* Problem
Down to the final line, print each entry exactly.
(Beginning of Listed records)
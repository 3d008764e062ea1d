use std::fmt;
use std::time::Duration;

use async_trait::async_trait;
use log::debug;

use crate::error::Result;
use crate::provider::ResourceBackend;
use crate::record::Resource;

use super::policy::{Policy, relative};
use super::restful_cli::UnifiClient;

#[derive(Clone, PartialEq)]
pub enum Auth {
    ApiKey(String),
}

impl fmt::Debug for Auth {
    fn fmt(&self, f: &mut fmt::Formatter) -> fmt::Result {
        match self {
            Auth::ApiKey(_) => f.write_str("ApiKey(<redacted>)"),
        }
    }
}

/// Connection settings for a UniFi Network controller
#[derive(Debug, Clone)]
pub struct UnifiCfg {
    /// e.g. `https://192.168.1.1/proxy/network/integration/v1`
    pub base_url: String,
    pub site_id: String,
    pub auth: Auth,
    pub insecure_tls: bool,
    pub timeout: Option<Duration>,
    pub retries: u32,
    pub backoff: Duration,
}

impl UnifiCfg {
    pub fn new(base_url: impl Into<String>, site_id: impl Into<String>, auth: Auth) -> Self {
        Self {
            base_url: base_url.into(),
            site_id: site_id.into(),
            auth,
            insecure_tls: false,
            timeout: Some(Duration::from_secs(30)),
            retries: 2,
            backoff: Duration::from_millis(500),
        }
    }
}

/// DNS policies of one UniFi site, as a resource backend.
///
/// Policies are site-wide; a zone selects the ones whose domain is the zone
/// apex or below it.
pub struct Unifi {
    cli: UnifiClient,
}

impl Unifi {
    pub fn new(cfg: UnifiCfg) -> Result<Self> {
        Ok(Self {
            cli: UnifiClient::new(cfg)?,
        })
    }
}

#[async_trait]
impl ResourceBackend for Unifi {
    async fn list(&self, zone: &str) -> Result<Vec<Resource>> {
        let policies = self.cli.policies_list().await?;
        let total = policies.len();

        let resources: Vec<Resource> = policies
            .into_iter()
            .filter(|p| relative(&p.domain, zone).is_some())
            .map(|p| p.into_resource(zone))
            .collect();

        debug!(
            "unifi: {} of {} dns policies belong to {}",
            resources.len(),
            total,
            zone
        );
        Ok(resources)
    }

    async fn create(&self, zone: &str, resource: &Resource) -> Result<Resource> {
        let policy = Policy::from_resource(resource, zone)?;
        let created = self.cli.policy_create(&policy).await?;
        debug!("unifi: created {} as {:?}", resource.describe(), created.id);
        Ok(created.into_resource(zone))
    }

    async fn update(&self, zone: &str, id: &str, resource: &Resource) -> Result<Resource> {
        let mut policy = Policy::from_resource(resource, zone)?;
        policy.id = Some(id.to_string());
        let updated = self.cli.policy_update(id, &policy).await?;
        debug!("unifi: updated {} ({})", resource.describe(), id);
        Ok(updated.into_resource(zone))
    }

    async fn delete(&self, zone: &str, id: &str) -> Result<()> {
        self.cli.policy_delete(id).await?;
        debug!("unifi: deleted {} from {}", id, zone);
        Ok(())
    }
}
(End of Listed records)
* Task output
repository 3d008764e062ea1d
use std::fmt;
use std::time::Duration;

use async_trait::async_trait;
use log::debug;

use crate::error::Result;
use crate::provider::ResourceBackend;
use crate::record::Resource;

use super::policy::{Policy, relative};
use super::restful_cli::UnifiClient;

#[derive(Clone, PartialEq)]
pub enum Auth {
    ApiKey(String),
}

impl fmt::Debug for Auth {
    fn fmt(&self, f: &mut fmt::Formatter) -> fmt::Result {
        match self {
            Auth::ApiKey(_) => f.write_str("ApiKey(<redacted>)"),
        }
    }
}

/// Connection settings for a UniFi Network controller
#[derive(Debug, Clone)]
pub struct UnifiCfg {
    /// e.g. `https://192.168.1.1/proxy/network/integration/v1`
    pub base_url: String,
    pub site_id: String,
    pub auth: Auth,
    pub insecure_tls: bool,
    pub timeout: Option<Duration>,
    pub retries: u32,
    pub backoff: Duration,
}

impl UnifiCfg {
    pub fn new(base_url: impl Into<String>, site_id: impl Into<String>, auth: Auth) -> Self {
        Self {
            base_url: base_url.into(),
            site_id: site_id.into(),
            auth,
            insecure_tls: false,
            timeout: Some(Duration::from_secs(30)),
            retries: 2,
            backoff: Duration::from_millis(500),
        }
    }
}

/// DNS policies of one UniFi site, as a resource backend.
///
/// Policies are site-wide; a zone selects the ones whose domain is the zone
/// apex or below it.
pub struct Unifi {
    cli: UnifiClient,
}

impl Unifi {
    pub fn new(cfg: UnifiCfg) -> Result<Self> {
        Ok(Self {
            cli: UnifiClient::new(cfg)?,
        })
    }
}

#[async_trait]
impl ResourceBackend for Unifi {
    async fn list(&self, zone: &str) -> Result<Vec<Resource>> {
        let policies = self.cli.policies_list().await?;
        let total = policies.len();

        let resources: Vec<Resource> = policies
            .into_iter()
            .filter(|p| relative(&p.domain, zone).is_some())
            .map(|p| p.into_resource(zone))
            .collect();

        debug!(
            "unifi: {} of {} dns policies belong to {}",
            resources.len(),
            total,
            zone
        );
        Ok(resources)
    }

    async fn create(&self, zone: &str, resource: &Resource) -> Result<Resource> {
        let policy = Policy::from_resource(resource, zone)?;
        let created = self.cli.policy_create(&policy).await?;
        debug!("unifi: created {} as {:?}", resource.describe(), created.id);
        Ok(created.into_resource(zone))
    }

    async fn update(&self, zone: &str, id: &str, resource: &Resource) -> Result<Resource> {
        let mut policy = Policy::from_resource(resource, zone)?;
        policy.id = Some(id.to_string());
        let updated = self.cli.policy_update(id, &policy).await?;
        debug!("unifi: updated {} ({})", resource.describe(), id);
        Ok(updated.into_resource(zone))
    }

    async fn delete(&self, zone: &str, id: &str) -> Result<()> {
        self.cli.policy_delete(id).await?;
        debug!("unifi: deleted {} from {}", id, zone);
        Ok(())
    }
}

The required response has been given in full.